■その1
昔、沼のほとりに長者が住んでおり、一人の姫がいた。姫は朝夕その美しい姿を沼の水面に写していた。すると、その美しさに見とれて、沢山の蛇が水面に集まるようになっていた。
ある秋の夕暮れのこと、一人の美男子がこの辺りを通り、長者の家に泊まった。姫はすっかり魅せられ、結ばれたが、翌朝、若者は旅立つことになり、姫はいたく別れを惜しんだ。
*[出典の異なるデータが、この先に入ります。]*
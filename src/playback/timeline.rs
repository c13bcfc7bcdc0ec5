//! Maps narration playback position to the slide on screen.
//!
//! The timeline never measures time itself. Whatever plays the narration
//! reports elapsed seconds through [`Timeline::update`], and the current
//! slide is a pure function of that position and the slide offsets.

use crate::service::types::{Slide, VideoAsset};
use thiserror::Error;

/// Slide list violates the ordering contract.
#[derive(Error, Debug, Clone, PartialEq)]
pub enum TimelineError {
    #[error("slide list is empty")]
    NoSlides,

    #[error("slide {index} has an invalid start offset")]
    InvalidOffset { index: usize },

    #[error("first slide starts at {offset}s, expected 0")]
    FirstOffsetNotZero { offset: f64 },

    #[error("slide {index} starts at {offset}s, not after the previous slide at {previous}s")]
    OffsetNotIncreasing {
        index: usize,
        offset: f64,
        previous: f64,
    },
}

/// Check that slides are non-empty, start at 0 and have strictly increasing offsets.
pub fn check_slide_order(slides: &[Slide]) -> Result<(), TimelineError> {
    let first = slides.first().ok_or(TimelineError::NoSlides)?;
    for (index, slide) in slides.iter().enumerate() {
        let offset = slide.start_offset_seconds;
        if !offset.is_finite() || offset < 0.0 {
            return Err(TimelineError::InvalidOffset { index });
        }
    }
    if first.start_offset_seconds != 0.0 {
        return Err(TimelineError::FirstOffsetNotZero {
            offset: first.start_offset_seconds,
        });
    }
    for (index, pair) in slides.windows(2).enumerate() {
        let (previous, offset) = (pair[0].start_offset_seconds, pair[1].start_offset_seconds);
        if offset <= previous {
            return Err(TimelineError::OffsetNotIncreasing {
                index: index + 1,
                offset,
                previous,
            });
        }
    }
    Ok(())
}

/// Transport state of the narration.
#[derive(Debug, Clone, Copy, PartialEq, Default)]
pub struct PlaybackPosition {
    pub elapsed_seconds: f64,
    pub total_seconds: f64,
    pub is_playing: bool,
}

/// What an elapsed-time update changed.
#[derive(Debug, Clone, Copy, PartialEq, Eq, Default)]
pub struct Advance {
    pub slide_changed: bool,
    /// Playback reached the end on this update.
    pub completed: bool,
}

/// Slide timeline for one video asset.
#[derive(Debug, Clone)]
pub struct Timeline {
    slides: Vec<Slide>,
    position: PlaybackPosition,
}

impl Timeline {
    /// Create a paused timeline at 0.
    ///
    /// `total_seconds` is the narration duration; non-finite or negative
    /// values are treated as 0 until [`Timeline::set_duration`] is called.
    pub fn new(slides: Vec<Slide>, total_seconds: f64) -> Result<Self, TimelineError> {
        check_slide_order(&slides)?;
        Ok(Self {
            slides,
            position: PlaybackPosition {
                elapsed_seconds: 0.0,
                total_seconds: sanitize(total_seconds),
                is_playing: false,
            },
        })
    }

    pub fn from_asset(asset: &VideoAsset, total_seconds: f64) -> Result<Self, TimelineError> {
        Self::new(asset.slides.clone(), total_seconds)
    }

    pub fn slides(&self) -> &[Slide] {
        &self.slides
    }

    pub fn position(&self) -> PlaybackPosition {
        self.position
    }

    /// Index of the last slide starting at or before `t`.
    ///
    /// Times before the first slide (or NaN) resolve to the first slide.
    pub fn slide_index_at(&self, t: f64) -> usize {
        if t.is_nan() {
            return 0;
        }
        self.slides
            .partition_point(|slide| slide.start_offset_seconds <= t)
            .saturating_sub(1)
    }

    pub fn slide_at(&self, t: f64) -> &Slide {
        &self.slides[self.slide_index_at(t)]
    }

    pub fn current_index(&self) -> usize {
        self.slide_index_at(self.position.elapsed_seconds)
    }

    pub fn current_slide(&self) -> &Slide {
        self.slide_at(self.position.elapsed_seconds)
    }

    /// Fraction of the narration played, in `[0, 1]`.
    pub fn progress(&self) -> f64 {
        let PlaybackPosition {
            elapsed_seconds,
            total_seconds,
            ..
        } = self.position;
        if total_seconds <= 0.0 {
            0.0
        } else {
            (elapsed_seconds / total_seconds).clamp(0.0, 1.0)
        }
    }

    pub fn is_finished(&self) -> bool {
        self.position.total_seconds > 0.0
            && self.position.elapsed_seconds >= self.position.total_seconds
    }

    /// Narration duration became known (or changed).
    pub fn set_duration(&mut self, total_seconds: f64) -> Advance {
        self.position.total_seconds = sanitize(total_seconds);
        let elapsed = self.position.elapsed_seconds;
        self.move_to(elapsed)
    }

    /// Elapsed-time update from the narration player.
    pub fn update(&mut self, elapsed_seconds: f64) -> Advance {
        if !elapsed_seconds.is_finite() {
            return Advance::default();
        }
        self.move_to(elapsed_seconds)
    }

    /// Start playing. Playing from the end starts over from 0.
    ///
    /// Returns false when there is nothing to play (unknown duration).
    pub fn play(&mut self) -> bool {
        if self.position.total_seconds <= 0.0 {
            return false;
        }
        if self.is_finished() {
            self.position.elapsed_seconds = 0.0;
        }
        self.position.is_playing = true;
        true
    }

    pub fn pause(&mut self) {
        self.position.is_playing = false;
    }

    /// Toggle play/pause; returns the new playing state.
    pub fn toggle(&mut self) -> bool {
        if self.position.is_playing {
            self.pause();
            false
        } else {
            self.play()
        }
    }

    /// Jump back `seconds`, never before 0.
    pub fn rewind(&mut self, seconds: f64) -> Advance {
        if !seconds.is_finite() || seconds <= 0.0 {
            return Advance::default();
        }
        let target = (self.position.elapsed_seconds - seconds).max(0.0);
        self.move_to(target)
    }

    /// Jump to `t`, clamped into `[0, D]`.
    pub fn seek(&mut self, t: f64) -> Advance {
        if !t.is_finite() {
            return Advance::default();
        }
        self.move_to(t)
    }

    fn move_to(&mut self, t: f64) -> Advance {
        let before = self.current_index();
        self.position.elapsed_seconds = t.clamp(0.0, self.position.total_seconds);

        let completed = self.position.is_playing && self.is_finished();
        if completed {
            self.position.is_playing = false;
        }

        Advance {
            slide_changed: self.current_index() != before,
            completed,
        }
    }
}

fn sanitize(seconds: f64) -> f64 {
    if seconds.is_finite() && seconds > 0.0 {
        seconds
    } else {
        0.0
    }
}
その後、長者の家ではさびしい毎日が続いたが、ある日、姫が草原で休んでいると、身体に異常を感じ、しばらくして子を産んだが、その子は蛇体であった。子はそのまま沼の中へ消え、それからというもの、沼の中から毎晩のように泣き声が聞こえ、やがて姫はその泣き声に惹かれて水中に身を投じてしまった。その後毎年五月の節句の日には、沼の中から機を織る音がするという。
■その2
昔、近くの茶屋の主人某という男がいた。この男はある時、天女が天下るのに会い、これは珍しくもったいないことであると、馬を雇って天女を乗せ、自分の家に連れ戻る途中、化女沼にさしかかった時、天女は男に向かって、「天女を乗せたことを決して他言してはならない、もし他言すれば何か祟りがあるであろう」と言うが早いか、沼に飛び込んで消えてしまった。
男はしばしあっけにとられ、やがて帰ったのだが、あまりの不思議さに、つい他人に話してしまった。しかるに格別の禍はなかったのだが、それ以来代々の家督筋の者が夭死するようになったのだという。